Records for the exercise section start

use std::sync::Arc;

use tokio::sync::mpsc;
use tracing::debug;

use crate::traits::sdk::WalletSdk;

/// How the connector decides the wallet has authorized the session.
///
/// Selected once at construction from the capabilities the SDK exposes,
/// rather than branching per call.
#[derive(Debug, Clone, Copy, PartialEq, Eq)]
pub enum AuthStrategy {
    /// The SDK emits a one-shot provider-update signal once authorization
    /// and provider selection have both settled. Waiting on it alone is
    /// sufficient.
    Signal,

    /// Older wallet/SDK combinations record authorization synchronously, or
    /// expose it through a lower-level session object, possibly after
    /// account data was already delivered. The synchronous check runs in
    /// parallel with the primary signal so neither path starves the other.
    Legacy,
}

impl AuthStrategy {
    /// Pick the strategy matching the SDK's capability surface.
    pub fn detect(sdk: &dyn WalletSdk) -> Self {
        if sdk.supports_authorized_query() || sdk.active_session().is_some() {
            AuthStrategy::Legacy
        } else {
            AuthStrategy::Signal
        }
    }

    /// Resolve once the wallet has authorized the current session.
    ///
    /// Every candidate path writes a shared first-write-wins completion
    /// cell; whichever settles first wins and late writers are no-ops. There
    /// is deliberately no timeout: a wait that never receives a signal hangs,
    /// and callers needing a deadline wrap this externally.
    pub async fn wait(&self, sdk: &Arc<dyn WalletSdk>) {
        let (done, mut completion) = mpsc::channel::<()>(1);

        // Primary path, used by both strategies.
        let signal = sdk.provider_update_signal();
        let primary = done.clone();
        tokio::spawn(async move {
            signal.await;
            let _ = primary.try_send(());
        });

        if *self == AuthStrategy::Legacy {
            if sdk.is_authorized() || sdk.is_extension_active() {
                debug!("wallet already authorized");
                let _ = done.try_send(());
            } else if let Some(session) = sdk.active_session() {
                let signal = session.authorized_signal();
                let legacy = done.clone();
                tokio::spawn(async move {
                    signal.await;
                    let _ = legacy.try_send(());
                });
            }
        }

        drop(done);
        if completion.recv().await.is_none() {
            // All paths went away without firing; keep the documented
            // no-timeout semantics rather than resolving spuriously.
            futures::future::pending::<()>().await;
        }
        debug!("authorization settled");
    }
}

#[cfg(test)]
mod tests {
    use super::*;
    use async_trait::async_trait;
    use futures::future::BoxFuture;
    use futures::FutureExt;
    use std::sync::atomic::{AtomicBool, Ordering};
    use tokio::sync::Notify;

    use crate::error::{ConnectorError, ProviderError};
    use crate::traits::provider::WalletProvider;
    use crate::traits::sdk::SdkSession;

    #[derive(Default)]
    struct StubSdk {
        authorized: AtomicBool,
        extension_active: AtomicBool,
        legacy: bool,
        update: Arc<Notify>,
        session: Option<Arc<NotifySession>>,
    }

    struct NotifySession {
        authorized: Arc<Notify>,
    }

    impl SdkSession for NotifySession {
        fn authorized_signal(&self) -> BoxFuture<'static, ()> {
            let notify = Arc::clone(&self.authorized);
            async move { notify.notified().await }.boxed()
        }
    }

    #[async_trait]
    impl WalletSdk for StubSdk {
        fn is_initialized(&self) -> bool {
            true
        }

        async fn init(&self) -> Result<(), ConnectorError> {
            Ok(())
        }

        fn provider(&self) -> Option<Arc<dyn WalletProvider>> {
            None
        }

        async fn connect(&self) -> Result<Vec<String>, ProviderError> {
            Ok(vec![])
        }

        async fn terminate(&self) -> Result<(), ConnectorError> {
            Ok(())
        }

        fn provider_update_signal(&self) -> BoxFuture<'static, ()> {
            let notify = Arc::clone(&self.update);
            async move { notify.notified().await }.boxed()
        }

        fn supports_authorized_query(&self) -> bool {
            self.legacy
        }

        fn is_authorized(&self) -> bool {
            self.authorized.load(Ordering::SeqCst)
        }

        fn is_extension_active(&self) -> bool {
            self.extension_active.load(Ordering::SeqCst)
        }

        fn active_session(&self) -> Option<Arc<dyn SdkSession>> {
            self.session
                .as_ref()
                .map(|s| Arc::clone(s) as Arc<dyn SdkSession>)
        }
    }

    #[test]
    fn detects_legacy_from_capabilities() {
        let signal_only = StubSdk::default();
        assert_eq!(AuthStrategy::detect(&signal_only), AuthStrategy::Signal);

        let legacy = StubSdk {
            legacy: true,
            ..StubSdk::default()
        };
        assert_eq!(AuthStrategy::detect(&legacy), AuthStrategy::Legacy);
    }

    #[tokio::test]
    async fn signal_strategy_resolves_on_provider_update() {
        let sdk = Arc::new(StubSdk::default());
        // Permit is stored, so firing before the wait polls is safe.
        sdk.update.notify_one();

        let dyn_sdk: Arc<dyn WalletSdk> = sdk;
        AuthStrategy::Signal.wait(&dyn_sdk).await;
    }

    #[tokio::test]
    async fn legacy_strategy_short_circuits_when_already_authorized() {
        let sdk = Arc::new(StubSdk {
            legacy: true,
            ..StubSdk::default()
        });
        sdk.authorized.store(true, Ordering::SeqCst);

        let dyn_sdk: Arc<dyn WalletSdk> = sdk;
        // Never fires the provider-update signal; the sync check must win.
        AuthStrategy::Legacy.wait(&dyn_sdk).await;
    }

    #[tokio::test]
    async fn legacy_strategy_accepts_extension_active() {
        let sdk = Arc::new(StubSdk {
            legacy: true,
            ..StubSdk::default()
        });
        sdk.extension_active.store(true, Ordering::SeqCst);

        let dyn_sdk: Arc<dyn WalletSdk> = sdk;
        AuthStrategy::Legacy.wait(&dyn_sdk).await;
    }

    #[tokio::test]
    async fn legacy_strategy_resolves_on_session_signal() {
        let authorized = Arc::new(Notify::new());
        let sdk = Arc::new(StubSdk {
            legacy: true,
            session: Some(Arc::new(NotifySession {
                authorized: Arc::clone(&authorized),
            })),
            ..StubSdk::default()
        });
        authorized.notify_one();

        let dyn_sdk: Arc<dyn WalletSdk> = sdk;
        AuthStrategy::Legacy.wait(&dyn_sdk).await;
    }
}
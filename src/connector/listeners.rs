use std::sync::Arc;

use tracing::debug;

use crate::traits::host::ConnectorHost;
use crate::traits::provider::{
    EventCallback, EventPayload, ListenerId, ProviderEvent, WalletProvider,
};

/// The one active set of tracked listeners, bound to a specific provider
/// instance.
///
/// At most one binding exists per connector. Replacing it is the listener
/// resync: detach from the (possibly stale) old provider, attach to the
/// current one. The provider reference is kept so detach targets the exact
/// instance the tokens were issued by.
pub struct ListenerBinding {
    provider: Arc<dyn WalletProvider>,
    accounts: ListenerId,
    chain: ListenerId,
    disconnect: ListenerId,
}

impl ListenerBinding {
    /// Subscribe the host's default handlers to the three tracked events on
    /// `provider`.
    pub fn attach(provider: Arc<dyn WalletProvider>, host: Arc<dyn ConnectorHost>) -> Self {
        let accounts = {
            let host = Arc::clone(&host);
            let callback: EventCallback = Arc::new(move |payload| {
                if let EventPayload::Accounts(accounts) = payload {
                    host.on_accounts_changed(&accounts);
                }
            });
            provider.subscribe(ProviderEvent::AccountsChanged, callback)
        };

        let chain = {
            let host = Arc::clone(&host);
            let callback: EventCallback = Arc::new(move |payload| {
                if let EventPayload::Chain(chain) = payload {
                    host.on_chain_changed(&chain);
                }
            });
            provider.subscribe(ProviderEvent::ChainChanged, callback)
        };

        let disconnect = {
            let callback: EventCallback = Arc::new(move |payload| {
                if let EventPayload::Disconnected(_) = payload {
                    host.on_disconnect();
                }
            });
            provider.subscribe(ProviderEvent::Disconnect, callback)
        };

        debug!(provider = provider.instance_id(), "listeners attached");

        Self {
            provider,
            accounts,
            chain,
            disconnect,
        }
    }

    /// Remove all three listeners from the provider they were attached to.
    pub fn detach(self) {
        debug!(provider = self.provider.instance_id(), "listeners detached");
        self.provider
            .unsubscribe(ProviderEvent::AccountsChanged, self.accounts);
        self.provider
            .unsubscribe(ProviderEvent::ChainChanged, self.chain);
        self.provider
            .unsubscribe(ProviderEvent::Disconnect, self.disconnect);
    }

    /// Whether this binding is attached to `provider`.
    pub fn bound_to(&self, provider: &Arc<dyn WalletProvider>) -> bool {
        self.provider.instance_id() == provider.instance_id()
    }
}
use std::fmt;
use std::sync::Arc;

use serde::{Deserialize, Serialize};

use crate::traits::provider::WalletProvider;
use crate::traits::sdk::{SdkFactory, WalletSdk};

/// Storage key under which the shim disconnect flag is persisted when no
/// custom key is configured.
pub const DEFAULT_SHIM_DISCONNECT_KEY: &str = "walletSdk.shimDisconnect";

/// An Ethereum account address as reported by the wallet, `0x`-prefixed.
#[derive(Debug, Clone, PartialEq, Eq, Hash, Serialize, Deserialize)]
pub struct Address(pub String);

impl Address {
    /// Placeholder address returned when the wallet reports no accounts.
    pub fn zero() -> Self {
        Address("0x".to_string())
    }

    pub fn as_str(&self) -> &str {
        &self.0
    }
}

impl fmt::Display for Address {
    fn fmt(&self, f: &mut fmt::Formatter<'_>) -> fmt::Result {
        f.write_str(&self.0)
    }
}

impl From<&str> for Address {
    fn from(s: &str) -> Self {
        Address(s.to_string())
    }
}

impl From<String> for Address {
    fn from(s: String) -> Self {
        Address(s)
    }
}

/// Outcome of chain reconciliation for one connection.
///
/// `unsupported` is only ever true when a chain switch was requested and the
/// switched-to chain falls outside the configured supported set.
#[derive(Debug, Clone, Copy, PartialEq, Eq, Serialize, Deserialize)]
pub struct ChainDescriptor {
    /// Decimal chain id, parsed from the provider's hexadecimal string.
    pub id: u64,
    pub unsupported: bool,
}

/// Chain metadata handed back by the wallet-abstraction layer after a
/// network switch. The connector adopts only `id`.
#[derive(Debug, Clone, PartialEq, Eq, Serialize, Deserialize)]
pub struct Chain {
    pub id: u64,
    pub name: String,
}

/// Result of a successful `connect` call. Produced fresh every time, never
/// cached between calls.
#[derive(Clone)]
pub struct Connection {
    pub is_connected: bool,
    pub account: Address,
    pub chain: ChainDescriptor,
    /// The provider reference that was live when the connection settled.
    pub provider: Arc<dyn WalletProvider>,
}

impl fmt::Debug for Connection {
    fn fmt(&self, f: &mut fmt::Formatter<'_>) -> fmt::Result {
        f.debug_struct("Connection")
            .field("is_connected", &self.is_connected)
            .field("account", &self.account)
            .field("chain", &self.chain)
            .field("provider", &self.provider.instance_id())
            .finish()
    }
}

/// Dapp metadata used to build a wallet SDK instance.
#[derive(Debug, Clone, Default, Serialize, Deserialize)]
pub struct SdkOptions {
    /// Name shown to the wallet holder during pairing.
    pub dapp_name: String,

    /// Origin URL shown to the wallet holder during pairing.
    pub dapp_url: Option<String>,

    /// Prefer deep-linking into an installed mobile wallet over QR pairing.
    pub prefer_deeplink: bool,
}

impl SdkOptions {
    pub fn new(dapp_name: impl Into<String>) -> Self {
        Self {
            dapp_name: dapp_name.into(),
            dapp_url: None,
            prefer_deeplink: false,
        }
    }

    pub fn with_dapp_url(mut self, url: impl Into<String>) -> Self {
        self.dapp_url = Some(url.into());
        self
    }

    pub fn with_deeplink(mut self, prefer: bool) -> Self {
        self.prefer_deeplink = prefer;
        self
    }
}

/// Construction options for the connector.
///
/// Either `sdk` (a prebuilt instance) or `sdk_options` together with
/// `sdk_factory` must be supplied; providing neither is a configuration
/// error raised synchronously at construction time.
#[derive(Clone)]
pub struct ConnectorOptions {
    /// Prebuilt wallet SDK instance.
    pub sdk: Option<Arc<dyn WalletSdk>>,

    /// Options from which to build an SDK instance via `sdk_factory`.
    pub sdk_options: Option<SdkOptions>,

    /// Builds an SDK instance from `sdk_options` when no prebuilt instance
    /// is supplied.
    pub sdk_factory: Option<SdkFactory>,

    /// Persist the "was connected" flag on successful connect so callers can
    /// distinguish a fresh session from an explicit disconnect across
    /// reloads.
    pub shim_disconnect: bool,

    /// Storage key for the shim disconnect flag.
    pub shim_disconnect_key: String,
}

impl Default for ConnectorOptions {
    fn default() -> Self {
        Self::new()
    }
}

impl ConnectorOptions {
    pub fn new() -> Self {
        Self {
            sdk: None,
            sdk_options: None,
            sdk_factory: None,
            shim_disconnect: false,
            shim_disconnect_key: DEFAULT_SHIM_DISCONNECT_KEY.to_string(),
        }
    }

    pub fn with_sdk(mut self, sdk: Arc<dyn WalletSdk>) -> Self {
        self.sdk = Some(sdk);
        self
    }

    pub fn with_sdk_options(mut self, options: SdkOptions, factory: SdkFactory) -> Self {
        self.sdk_options = Some(options);
        self.sdk_factory = Some(factory);
        self
    }

    pub fn with_shim_disconnect(mut self, enabled: bool) -> Self {
        self.shim_disconnect = enabled;
        self
    }

    pub fn with_shim_disconnect_key(mut self, key: impl Into<String>) -> Self {
        self.shim_disconnect_key = key.into();
        self
    }
}

impl fmt::Debug for ConnectorOptions {
    fn fmt(&self, f: &mut fmt::Formatter<'_>) -> fmt::Result {
        f.debug_struct("ConnectorOptions")
            .field("sdk", &self.sdk.is_some())
            .field("sdk_options", &self.sdk_options)
            .field("sdk_factory", &self.sdk_factory.is_some())
            .field("shim_disconnect", &self.shim_disconnect)
            .field("shim_disconnect_key", &self.shim_disconnect_key)
            .finish()
    }
}
//! Browser-facing WebSocket message schema.
//!
//! JSON text frames with a `type` discriminator, `client.*` inbound and
//! `server.*` outbound.

use serde::{Deserialize, Serialize};

/// Message from the browser.
#[derive(Debug, Clone, Deserialize)]
#[serde(tag = "type")]
pub enum ClientMsg {
    /// The user pressed the talk button.
    #[serde(rename = "client.start")]
    Start {
        #[serde(default)]
        hello: Option<String>,
    },
    /// One chunk of PCM16-LE input audio, standard base64.
    #[serde(rename = "client.audio.append")]
    AudioAppend { audio: String },
    /// End of the current utterance.
    #[serde(rename = "client.audio.commit")]
    AudioCommit,
    /// Typed text instead of audio.
    #[serde(rename = "client.chat.text")]
    ChatText { content: String },
    /// Preempt the response in progress.
    #[serde(rename = "client.interrupt")]
    Interrupt,
    /// Orderly session close.
    #[serde(rename = "client.stop")]
    Stop,
}

/// Message to the browser.
#[derive(Debug, Clone, Serialize)]
#[serde(tag = "type")]
pub enum ServerMsg {
    #[serde(rename = "server.ready")]
    Ready {
        #[serde(rename = "sessionId")]
        session_id: String,
        #[serde(rename = "outputAudioFormat")]
        output_audio_format: String,
    },
    #[serde(rename = "server.tts.audio")]
    TtsAudio {
        audio: String,
        #[serde(skip_serializing_if = "Option::is_none")]
        event: Option<i32>,
    },
    #[serde(rename = "server.text")]
    Text { role: &'static str, text: String },
    #[serde(rename = "server.event")]
    Event {
        #[serde(skip_serializing_if = "Option::is_none")]
        event: Option<i32>,
        #[serde(skip_serializing_if = "Option::is_none")]
        payload: Option<serde_json::Value>,
    },
    #[serde(rename = "server.error")]
    Error {
        error: String,
        #[serde(skip_serializing_if = "Option::is_none")]
        code: Option<u32>,
        #[serde(skip_serializing_if = "Option::is_none")]
        message: Option<String>,
        #[serde(skip_serializing_if = "Option::is_none")]
        payload: Option<serde_json::Value>,
    },
    #[serde(rename = "server.closed")]
    Closed { code: u16, reason: String },
}

impl ServerMsg {
    /// A bare error with no code or payload.
    pub fn error(kind: impl Into<String>) -> ServerMsg {
        ServerMsg::Error {
            error: kind.into(),
            code: None,
            message: None,
            payload: None,
        }
    }
}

Records for the exercise section end

## Your task
Please give the number of lines in the data above that hold "first", and write nothing else.

## Output of the exercise
2